Because he loves you. God knows
what happened to those who fell for these tricks of the devil. God doesn’t want you to fall.
In
fact, he didn’t want the Israelites to fall either. He says in verse 11, literally, that these punishments came to
Israel as an example. God wanted the
hundreds of thousands who didn’t die to see.
To learn. To not do that
again. The events were then written
down because God wants the millions and billions more to understand as well . .
.
. .
. that sin can be the death of us. In
fact, it should be. There should be no
more chances for us, except for the promise of the Messiah. Who would be wounded for our transgressions
and crushed for our iniquities. The
punishment that brought us peace was upon him, and by his wounds we are
healed. By the beatings and nails, by
the hours of abandonment, his heavenly Father leaving him to the torture of
eternal hellfire. For all the times we
have taken sin so lightly, he bore sins heavy load. But when he finished, where was sin? Paid for, gone, for good.
So that on resurrection day our Lord and Savior emerged not as dust or
clay, but living, victorious, with no load of sin. Gone. He, there. Sin, gone.
The
Messiah. This was the life-giver, water
for the wanderers. For those Israelites
who saw God’s just judgment and shook, parched, what peace to come from liquid
pleasant, forgiveness won for rebellious Israelites and offered freely,
often. Like streams of living water,
for you too to drink deeply. Let the scratchy
pain of guilt be soothed by a refreshing, lasting swallow of forgiveness from
Jesus.
God
wants all sinners to see sin’s danger and sin’s solution.
That
we might now rejoice in our friend and all clearly recognize the enemy, the
threat, and fight it.
To
know that if at the moment I seem to be standing strong in faith, let me always
be thinking that I just might fall. One
imagines a policeman at a train station in Spain. He knows of the backpacks, bombs of a day past. So today his eyes are peeled, watching,
checking, suspicious, alert. Though
time can pass, one’s guard let down.
But no. With the devil prowling
like a lion, with your flesh, deceptive beyond cure. The Lord says, “Watch and pray, so that you do not fall into
temptation.” Find out what has become
the god in your home. Search and
destroy all paths traveled by the temptation to lust. When sensing doubts arising in your heart, stand up in dismay and
beg God for his help. When words of
complaint come close to your lips, spit and expel . . . better, pray the
Scripture.
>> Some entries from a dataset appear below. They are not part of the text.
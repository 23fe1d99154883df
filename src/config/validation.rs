use crate::config::types::{Config, CrawlerConfig, OutputConfig, SiteConfig, UserAgentConfig};
use crate::ConfigError;
use std::collections::HashSet;
use url::Url;

/// Validates the entire configuration
///
/// Runs before any network activity; every failure is fatal to the run.
pub fn validate(config: &Config) -> Result<(), ConfigError> {
    validate_crawler_config(&config.crawler)?;
    validate_user_agent_config(&config.user_agent)?;
    validate_output_config(&config.output)?;
    validate_sites(&config.sites)?;
    Ok(())
}

/// Validates crawler configuration
fn validate_crawler_config(config: &CrawlerConfig) -> Result<(), ConfigError> {
    if config.concurrency < 1 || config.concurrency > 64 {
        return Err(ConfigError::Validation(format!(
            "concurrency must be between 1 and 64, got {}",
            config.concurrency
        )));
    }

    if config.retry_delay_ms > config.max_retry_delay_ms {
        return Err(ConfigError::Validation(format!(
            "retry_delay_ms ({}) must not exceed max_retry_delay_ms ({})",
            config.retry_delay_ms, config.max_retry_delay_ms
        )));
    }

    Ok(())
}

/// Validates user agent configuration
fn validate_user_agent_config(config: &UserAgentConfig) -> Result<(), ConfigError> {
    if config.crawler_name.is_empty() {
        return Err(ConfigError::Validation(
            "crawler_name cannot be empty".to_string(),
        ));
    }

    if !config
        .crawler_name
        .chars()
        .all(|c| c.is_alphanumeric() || c == '-')
    {
        return Err(ConfigError::Validation(format!(
            "crawler_name must contain only alphanumeric characters and hyphens, got '{}'",
            config.crawler_name
        )));
    }

    Url::parse(&config.contact_url)
        .map_err(|e| ConfigError::InvalidUrl(format!("Invalid contact_url: {}", e)))?;

    validate_email(&config.contact_email)?;

    Ok(())
}

/// Validates output configuration
fn validate_output_config(config: &OutputConfig) -> Result<(), ConfigError> {
    if config.csv_path.is_empty() {
        return Err(ConfigError::Validation("csv_path cannot be empty".to_string()));
    }

    if config.database_path.as_deref() == Some("") {
        return Err(ConfigError::Validation(
            "database_path cannot be empty when set".to_string(),
        ));
    }

    Ok(())
}

/// Validates site entries
fn validate_sites(sites: &[SiteConfig]) -> Result<(), ConfigError> {
    if sites.is_empty() {
        return Err(ConfigError::Validation(
            "at least one [[site]] must be configured".to_string(),
        ));
    }

    let mut names = HashSet::new();
    for site in sites {
        if !names.insert(site.name.as_str()) {
            return Err(ConfigError::Validation(format!(
                "duplicate site name '{}'",
                site.name
            )));
        }
        validate_site(site)?;
    }

    Ok(())
}

fn validate_site(site: &SiteConfig) -> Result<(), ConfigError> {
    if site.name.is_empty() {
        return Err(ConfigError::Validation("site name cannot be empty".to_string()));
    }

    let url = Url::parse(&site.base_url).map_err(|e| {
        ConfigError::InvalidUrl(format!("Invalid base-url '{}': {}", site.base_url, e))
    })?;
    if url.scheme() != "https" && url.scheme() != "http" {
        return Err(ConfigError::Validation(format!(
            "base-url '{}' must use http or https",
            site.base_url
        )));
    }

    if site.per_query_cap < 1 {
        return Err(ConfigError::Validation(format!(
            "site '{}': per-query-cap must be >= 1",
            site.name
        )));
    }

    if site.max_pages == Some(0) {
        return Err(ConfigError::Validation(format!(
            "site '{}': max-pages must be >= 1 when set",
            site.name
        )));
    }

    if site.categories.is_empty() {
        return Err(ConfigError::Validation(format!(
            "site '{}' must have at least one [[site.category]]",
            site.name
        )));
    }

    for category in &site.categories {
        if category.name.trim().is_empty() || category.reference.trim().is_empty() {
            return Err(ConfigError::Validation(format!(
                "site '{}': categories need a name and a reference",
                site.name
            )));
        }
    }

    let mut labels = HashSet::new();
    for dimension in &site.dimensions {
        if !labels.insert(dimension.label.as_str()) {
            return Err(ConfigError::Validation(format!(
                "site '{}': duplicate dimension '{}'",
                site.name, dimension.label
            )));
        }
    }

    for pointer in [&site.facets, &site.result_count, &site.products]
        .into_iter()
        .chain(site.last_page.as_ref())
    {
        validate_pointer(&site.name, pointer)?;
    }

    if site.fields.id.is_none() && !site.fields.id_from_url {
        return Err(ConfigError::Validation(format!(
            "site '{}': fields need an id pointer or id-from-url = true",
            site.name
        )));
    }

    if let Some(selector) = &site.embedded_json_selector {
        scraper::Selector::parse(selector).map_err(|e| {
            ConfigError::Validation(format!(
                "site '{}': invalid embedded-json-selector '{}': {:?}",
                site.name, selector, e
            ))
        })?;
    }

    if let (Some(min), Some(max)) = (site.exclusion.min_reviews, site.exclusion.max_reviews) {
        if min > max {
            return Err(ConfigError::Validation(format!(
                "site '{}': min-reviews ({}) exceeds max-reviews ({})",
                site.name, min, max
            )));
        }
    }

    Ok(())
}

/// JSON pointers are empty (whole document) or start with '/'
fn validate_pointer(site: &str, pointer: &str) -> Result<(), ConfigError> {
    if !pointer.is_empty() && !pointer.starts_with('/') {
        return Err(ConfigError::Validation(format!(
            "site '{}': '{}' is not a JSON pointer (must start with '/')",
            site, pointer
        )));
    }
    Ok(())
}

/// Basic email validation
fn validate_email(email: &str) -> Result<(), ConfigError> {
    if email.is_empty() {
        return Err(ConfigError::Validation(
            "contact_email cannot be empty".to_string(),
        ));
    }

    let parts: Vec<&str> = email.split('@').collect();
    if parts.len() != 2 {
        return Err(ConfigError::Validation(format!(
            "Invalid email format: '{}'",
            email
        )));
    }

    let local = parts[0];
    let domain = parts[1];

    if local.is_empty() || domain.is_empty() {
        return Err(ConfigError::Validation(format!(
            "Invalid email format: '{}'",
            email
        )));
    }

    if !domain.contains('.') {
        return Err(ConfigError::Validation(format!(
            "Invalid email domain: '{}'",
            email
        )));
    }

    Ok(())
}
When tempted in difficult
times to doubt or complain, remember, “Do not be anxious about anything, but in
everything, by prayer and petition, with thanksgiving, present your requests to
the Lord” (Philippians 4:6).
Know
your weakness. Watch and pray.
But
then, this, you next may say. God, all
this stuff I have to watch out for? I
am weak. I am scared. I think I will fall.
Then
let the troubled heart hear next this guarantee made not by a presidential
candidate nor by a salesmen trying to get you to buy knives, a guarantee made
not by a well-intentioned parent or a loving husband to his wife. Let the troubled heart hear next a guarantee
made by the maker of heaven and earth, whose words never fall to the ground,
whose promises—not a one—have ever been broken. Because he has not only the syllables to make them, but the power
to keep them.
“Testing
has not taken you on except the human sort.
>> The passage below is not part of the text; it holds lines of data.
//! SQLite record store
//!
//! Keeps every written record keyed by (site, product id) together with the
//! run that wrote it. A later run reads the seen ids and per-category counts
//! back to resume where the previous one stopped.

use crate::catalog::ProductRecord;
use crate::storage::schema::initialize_schema;
use crate::storage::sink::{RecordSink, StorageError, StorageResult};
use crate::storage::{RunRecord, RunStatus};
use chrono::Utc;
use rusqlite::{params, Connection, OptionalExtension};
use std::collections::{HashMap, HashSet};
use std::path::{Path, PathBuf};

/// Records already written for a site by earlier runs
#[derive(Debug, Clone, Default, PartialEq, Eq)]
pub struct History {
    pub seen: HashSet<String>,
    pub counts: HashMap<String, u64>,
}

/// SQLite storage backend for one site
pub struct SqliteSink {
    conn: Connection,
    path: Option<PathBuf>,
    site: String,
    run_id: Option<i64>,
}

impl SqliteSink {
    /// Opens or creates the database at `path`
    ///
    /// # Arguments
    ///
    /// * `path` - Path to the SQLite database file
    /// * `site` - Site whose records this handle reads and writes
    pub fn new(path: &Path, site: &str) -> StorageResult<Self> {
        let conn = open_connection(path)?;
        Ok(Self {
            conn,
            path: Some(path.to_path_buf()),
            site: site.to_string(),
            run_id: None,
        })
    }

    /// Creates an in-memory database (for testing)
    #[cfg(test)]
    pub fn new_in_memory(site: &str) -> StorageResult<Self> {
        let conn = Connection::open_in_memory()?;
        conn.execute_batch("PRAGMA foreign_keys = ON;")?;
        initialize_schema(&conn)?;
        Ok(Self {
            conn,
            path: None,
            site: site.to_string(),
            run_id: None,
        })
    }

    /// Opens a second connection that writes records for the current run
    ///
    /// The engine owns its sink for the duration of a run; this handle stays
    /// behind to close the run afterwards.
    pub fn writer(&self) -> StorageResult<Self> {
        let path = self.path.as_deref().ok_or_else(|| {
            StorageError::Database("in-memory database cannot be reopened".to_string())
        })?;
        let run_id = self
            .run_id
            .ok_or_else(|| StorageError::Database("no active run".to_string()))?;

        let mut writer = Self::new(path, &self.site)?;
        writer.run_id = Some(run_id);
        Ok(writer)
    }

    pub fn site(&self) -> &str {
        &self.site
    }

    pub fn run_id(&self) -> Option<i64> {
        self.run_id
    }

    /// Starts a new run and makes it the target of subsequent writes
    pub fn create_run(&mut self, config_hash: &str) -> StorageResult<i64> {
        let now = Utc::now().to_rfc3339();
        self.conn.execute(
            "INSERT INTO runs (site, started_at, config_hash, status) VALUES (?1, ?2, ?3, ?4)",
            params![self.site, now, config_hash, RunStatus::Running.to_db_string()],
        )?;
        let run_id = self.conn.last_insert_rowid();
        self.run_id = Some(run_id);
        Ok(run_id)
    }

    /// Starts a run and returns the history it continues from
    ///
    /// A resumed run continues from every record stored for this site. A
    /// fresh run starts with a truncated CSV, so the site's stored records are
    /// deleted first and the returned history is empty.
    pub fn begin_run(&mut self, config_hash: &str, resume: bool) -> StorageResult<History> {
        let history = if resume {
            self.load_history()?
        } else {
            let cleared = self.clear_records()?;
            if cleared > 0 {
                tracing::info!(
                    "Cleared {} stored records of site {} for a fresh run",
                    cleared,
                    self.site
                );
            }
            History::default()
        };
        self.create_run(config_hash)?;
        Ok(history)
    }

    /// Deletes every stored record of this site; run history is kept
    pub fn clear_records(&mut self) -> StorageResult<usize> {
        let deleted = self
            .conn
            .execute("DELETE FROM records WHERE site = ?1", params![self.site])?;
        Ok(deleted)
    }

    /// Marks the current run finished with `status`
    pub fn finish_run(&mut self, status: RunStatus) -> StorageResult<()> {
        let run_id = self
            .run_id
            .ok_or_else(|| StorageError::Database("no active run".to_string()))?;
        let now = Utc::now().to_rfc3339();
        self.conn.execute(
            "UPDATE runs SET finished_at = ?1, status = ?2 WHERE id = ?3",
            params![now, status.to_db_string(), run_id],
        )?;
        Ok(())
    }

    /// Loads seen ids and per-category counts from earlier runs of this site
    pub fn load_history(&self) -> StorageResult<History> {
        let mut history = History::default();

        let mut stmt = self
            .conn
            .prepare("SELECT product_id, category FROM records WHERE site = ?1")?;
        let rows = stmt.query_map(params![self.site], |row| {
            Ok((row.get::<_, String>(0)?, row.get::<_, String>(1)?))
        })?;

        for row in rows {
            let (product_id, category) = row?;
            history.seen.insert(product_id);
            *history.counts.entry(category).or_insert(0) += 1;
        }

        Ok(history)
    }

    /// Total records stored for this site
    pub fn count_records(&self) -> StorageResult<u64> {
        let count: i64 = self.conn.query_row(
            "SELECT COUNT(*) FROM records WHERE site = ?1",
            params![self.site],
            |row| row.get(0),
        )?;
        Ok(count as u64)
    }

    /// Record counts per category, largest first
    pub fn records_by_category(&self) -> StorageResult<Vec<(String, u64)>> {
        let mut stmt = self.conn.prepare(
            "SELECT category, COUNT(*) AS n FROM records WHERE site = ?1
             GROUP BY category ORDER BY n DESC, category ASC",
        )?;
        let rows = stmt.query_map(params![self.site], |row| {
            Ok((row.get::<_, String>(0)?, row.get::<_, i64>(1)? as u64))
        })?;

        let mut counts = Vec::new();
        for row in rows {
            counts.push(row?);
        }
        Ok(counts)
    }

    /// Number of runs recorded for this site
    pub fn count_runs(&self) -> StorageResult<u64> {
        let count: i64 = self.conn.query_row(
            "SELECT COUNT(*) FROM runs WHERE site = ?1",
            params![self.site],
            |row| row.get(0),
        )?;
        Ok(count as u64)
    }

    /// Gets the most recent run for this site
    pub fn get_latest_run(&self) -> StorageResult<Option<RunRecord>> {
        let run = self
            .conn
            .query_row(
                "SELECT id, site, started_at, finished_at, config_hash, status
                 FROM runs WHERE site = ?1 ORDER BY id DESC LIMIT 1",
                params![self.site],
                |row| {
                    Ok(RunRecord {
                        id: row.get(0)?,
                        site: row.get(1)?,
                        started_at: row.get(2)?,
                        finished_at: row.get(3)?,
                        config_hash: row.get(4)?,
                        status: RunStatus::from_db_string(&row.get::<_, String>(5)?)
                            .unwrap_or(RunStatus::Running),
                    })
                },
            )
            .optional()?;
        Ok(run)
    }
}

impl RecordSink for SqliteSink {
    fn write(&mut self, record: &ProductRecord) -> StorageResult<()> {
        let run_id = self
            .run_id
            .ok_or_else(|| StorageError::Database("no active run".to_string()))?;
        let now = Utc::now().to_rfc3339();

        self.conn.execute(
            "INSERT OR IGNORE INTO records
             (site, product_id, description, url, price, reviews, rating, category, run_id, written_at)
             VALUES (?1, ?2, ?3, ?4, ?5, ?6, ?7, ?8, ?9, ?10)",
            params![
                self.site,
                record.id,
                record.description,
                record.url,
                record.price,
                record.reviews as i64,
                record.rating,
                record.category,
                run_id,
                now
            ],
        )?;
        Ok(())
    }

    fn flush(&mut self) -> StorageResult<()> {
        Ok(())
    }
}

fn open_connection(path: &Path) -> Result<Connection, rusqlite::Error> {
    let conn = Connection::open(path)?;

    conn.execute_batch(
        "
        PRAGMA journal_mode = WAL;
        PRAGMA synchronous = NORMAL;
        PRAGMA foreign_keys = ON;
        PRAGMA busy_timeout = 5000;
    ",
    )?;

    initialize_schema(&conn)?;

    Ok(conn)
}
And the trustworthy God, he will not permit that you are tested beyond
that which you are able, but he will make with the test also the way out in order
that you might be able to carry the challenge.”
That
is so often when we sin, isn’t it. When
times are tough and challenging. When
the desert is hot. When Moses has been
gone on the mountain longer than we expected.
Times may be tougher than we expect, but times will never be tougher
than our loving God permits. You do not
need to be afraid. God will protect in
challenging times. Though Satan may
say, “My sinful way is the only way out,” you can say to Satan, “God, when
necessary, will give me the way out, and not necessarily so the challenge goes
away, but a way out that give strength to carry the challenge.”
This
is a promise. This is a guarantee. This is confidence you can take with you as
now you have learned from the mistakes of others . . . not so much of netting
and mowers, but of how the most blessed, passing even through a Red Sea . . .
how the most blessed can fall.
Understand the source of weakness.
Then rejoice in the source of strength.
Amen.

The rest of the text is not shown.